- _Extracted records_
□ □ □ □ □ □ □

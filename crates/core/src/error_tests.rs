// SPDX-License-Identifier: BUSL-1.1
// Copyright (c) 2026 Alfred Jean LLC

use super::*;
use yare::parameterized;

#[parameterized(
    queue_full = { ErrorCode::QueueFull, "E_QUEUE_FULL" },
    timeout = { ErrorCode::CliTimeout, "E_CLI_TIMEOUT" },
    session_key = { ErrorCode::AdapterSessionKeyMissing, "E_ADAPTER_SESSION_KEY_MISSING" },
    not_retryable = { ErrorCode::JobNotRetryable, "E_JOB_NOT_RETRYABLE" },
    rate_limit = { ErrorCode::DiscordRateLimit, "E_DISCORD_RATE_LIMIT" },
)]
fn codes_are_stable(code: ErrorCode, expected: &str) {
    assert_eq!(code.as_str(), expected);
    assert_eq!(code.to_string(), expected);
}

#[test]
fn serde_round_trips_the_code_string() {
    let json = serde_json::to_string(&ErrorCode::ProjectExists).unwrap();
    assert_eq!(json, "\"E_PROJECT_EXISTS\"");
    let back: ErrorCode = serde_json::from_str(&json).unwrap();
    assert_eq!(back, ErrorCode::ProjectExists);
}

#[test]
fn domain_error_displays_code_and_message() {
    let err = DomainError::new(ErrorCode::InvalidPath, "no such directory");
    assert_eq!(err.to_string(), "E_INVALID_PATH: no such directory");
}
// SPDX-License-Identifier: BUSL-1.1
// Copyright (c) 2026 Alfred Jean LLC

use super::*;
use chrono::{Duration, Utc};
use relay_core::test_support::{job_enqueued, job_started, session_created};
use relay_core::{Envelope, Event, Tool};

/// Apply events with controlled timestamps: each step advances one second.
fn build_state(events: Vec<Event>) -> RuntimeState {
    let mut state = RuntimeState::default();
    let base = Utc::now();
    for (i, event) in events.into_iter().enumerate() {
        let ts = base + Duration::seconds(i as i64);
        state.apply(&Envelope::new(state.last_seq + 1, ts, event));
    }
    state
}

#[test]
fn empty_state_has_no_runnable_work() {
    assert_eq!(next_runnable(&RuntimeState::default()), None);
}

#[test]
fn picks_head_of_a_single_queue() {
    let state = build_state(vec![
        session_created("t-1", "p", Tool::Claude),
        job_enqueued("t-1", "j-1", "m-1", "first"),
        job_enqueued("t-1", "j-2", "m-2", "second"),
    ]);

    assert_eq!(
        next_runnable(&state),
        Some((ThreadId::new("t-1"), JobId::new("j-1")))
    );
}

#[test]
fn skips_threads_with_a_running_job() {
    let state = build_state(vec![
        session_created("t-1", "p", Tool::Claude),
        job_enqueued("t-1", "j-1", "m-1", "a"),
        job_enqueued("t-1", "j-2", "m-2", "b"),
        job_started("t-1", "j-1"),
    ]);

    // t-1 is busy; j-2 must wait even though the global cap has room.
    assert_eq!(next_runnable(&state), None);
}

#[test]
fn oldest_last_activity_goes_first() {
    let state = build_state(vec![
        session_created("t-old", "p", Tool::Claude),
        session_created("t-new", "p", Tool::Claude),
        job_enqueued("t-old", "j-1", "m-1", "a"),
        job_enqueued("t-new", "j-2", "m-2", "b"),
    ]);

    assert_eq!(
        next_runnable(&state),
        Some((ThreadId::new("t-old"), JobId::new("j-1")))
    );
}

#[test]
fn ties_break_on_smaller_thread_id() {
    // Same enqueue timestamp for both threads.
    let mut state = RuntimeState::default();
    let ts = Utc::now();
    for (i, event) in [
        session_created("t-b", "p", Tool::Claude),
        session_created("t-a", "p", Tool::Claude),
    ]
    .into_iter()
    .enumerate()
    {
        state.apply(&Envelope::new(i as u64 + 1, ts, event));
    }
    state.apply(&Envelope::new(3, ts, job_enqueued("t-b", "j-b", "m-1", "x")));
    state.apply(&Envelope::new(4, ts, job_enqueued("t-a", "j-a", "m-2", "y")));

    assert_eq!(
        next_runnable(&state),
        Some((ThreadId::new("t-a"), JobId::new("j-a")))
    );
}

#[test]
fn global_cap_blocks_a_third_admission() {
    let state = build_state(vec![
        session_created("t-1", "p", Tool::Claude),
        session_created("t-2", "p", Tool::Claude),
        session_created("t-3", "p", Tool::Claude),
        job_enqueued("t-1", "j-1", "m-1", "a"),
        job_enqueued("t-2", "j-2", "m-2", "b"),
        job_enqueued("t-3", "j-3", "m-3", "c"),
        job_started("t-1", "j-1"),
        job_started("t-2", "j-2"),
    ]);

    assert_eq!(state.running_count(), 2);
    assert_eq!(next_runnable(&state), None);
}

□ □ □ □ □ □ □

- _What you should do_
Could you retype every record above exactly as given?

- _Output below_
filename crates/core/src/error_tests.rs
// SPDX-License-Identifier: BUSL-1.1
// Copyright (c) 2026 Alfred Jean LLC

use super::*;
use yare::parameterized;

#[parameterized(
    queue_full = { ErrorCode::QueueFull, "E_QUEUE_FULL" },
    timeout = { ErrorCode::CliTimeout, "E_CLI_TIMEOUT" },
    session_key = { ErrorCode::AdapterSessionKeyMissing, "E_ADAPTER_SESSION_KEY_MISSING" },
    not_retryable = { ErrorCode::JobNotRetryable, "E_JOB_NOT_RETRYABLE" },
    rate_limit = { ErrorCode::DiscordRateLimit, "E_DISCORD_RATE_LIMIT" },
)]
fn codes_are_stable(code: ErrorCode, expected: &str) {
    assert_eq!(code.as_str(), expected);
    assert_eq!(code.to_string(), expected);
}

#[test]
fn serde_round_trips_the_code_string() {
    let json = serde_json::to_string(&ErrorCode::ProjectExists).unwrap();
    assert_eq!(json, "\"E_PROJECT_EXISTS\"");
    let back: ErrorCode = serde_json::from_str(&json).unwrap();
    assert_eq!(back, ErrorCode::ProjectExists);
}

#[test]
fn domain_error_displays_code_and_message() {
    let err = DomainError::new(ErrorCode::InvalidPath, "no such directory");
    assert_eq!(err.to_string(), "E_INVALID_PATH: no such directory");
}
// SPDX-License-Identifier: BUSL-1.1
// Copyright (c) 2026 Alfred Jean LLC

use super::*;
use chrono::{Duration, Utc};
use relay_core::test_support::{job_enqueued, job_started, session_created};
use relay_core::{Envelope, Event, Tool};

/// Apply events with controlled timestamps: each step advances one second.
fn build_state(events: Vec<Event>) -> RuntimeState {
    let mut state = RuntimeState::default();
    let base = Utc::now();
    for (i, event) in events.into_iter().enumerate() {
        let ts = base + Duration::seconds(i as i64);
        state.apply(&Envelope::new(state.last_seq + 1, ts, event));
    }
    state
}

#[test]
fn empty_state_has_no_runnable_work() {
    assert_eq!(next_runnable(&RuntimeState::default()), None);
}

#[test]
fn picks_head_of_a_single_queue() {
    let state = build_state(vec![
        session_created("t-1", "p", Tool::Claude),
        job_enqueued("t-1", "j-1", "m-1", "first"),
        job_enqueued("t-1", "j-2", "m-2", "second"),
    ]);

    assert_eq!(
        next_runnable(&state),
        Some((ThreadId::new("t-1"), JobId::new("j-1")))
    );
}

#[test]
fn skips_threads_with_a_running_job() {
    let state = build_state(vec![
        session_created("t-1", "p", Tool::Claude),
        job_enqueued("t-1", "j-1", "m-1", "a"),
        job_enqueued("t-1", "j-2", "m-2", "b"),
        job_started("t-1", "j-1"),
    ]);

    // t-1 is busy; j-2 must wait even though the global cap has room.
    assert_eq!(next_runnable(&state), None);
}

#[test]
fn oldest_last_activity_goes_first() {
    let state = build_state(vec![
        session_created("t-old", "p", Tool::Claude),
        session_created("t-new", "p", Tool::Claude),
        job_enqueued("t-old", "j-1", "m-1", "a"),
        job_enqueued("t-new", "j-2", "m-2", "b"),
    ]);

    assert_eq!(
        next_runnable(&state),
        Some((ThreadId::new("t-old"), JobId::new("j-1")))
    );
}

#[test]
fn ties_break_on_smaller_thread_id() {
    // Same enqueue timestamp for both threads.
    let mut state = RuntimeState::default();
    let ts = Utc::now();
    for (i, event) in [
        session_created("t-b", "p", Tool::Claude),
        session_created("t-a", "p", Tool::Claude),
    ]
    .into_iter()
    .enumerate()
    {
        state.apply(&Envelope::new(i as u64 + 1, ts, event));
    }
    state.apply(&Envelope::new(3, ts, job_enqueued("t-b", "j-b", "m-1", "x")));
    state.apply(&Envelope::new(4, ts, job_enqueued("t-a", "j-a", "m-2", "y")));

    assert_eq!(
        next_runnable(&state),
        Some((ThreadId::new("t-a"), JobId::new("j-a")))
    );
}

#[test]
fn global_cap_blocks_a_third_admission() {
    let state = build_state(vec![
        session_created("t-1", "p", Tool::Claude),
        session_created("t-2", "p", Tool::Claude),
        session_created("t-3", "p", Tool::Claude),
        job_enqueued("t-1", "j-1", "m-1", "a"),
        job_enqueued("t-2", "j-2", "m-2", "b"),
        job_enqueued("t-3", "j-3", "m-3", "c"),
        job_started("t-1", "j-1"),
        job_started("t-2", "j-2"),
    ]);

    assert_eq!(state.running_count(), 2);
    assert_eq!(next_runnable(&state), None);
}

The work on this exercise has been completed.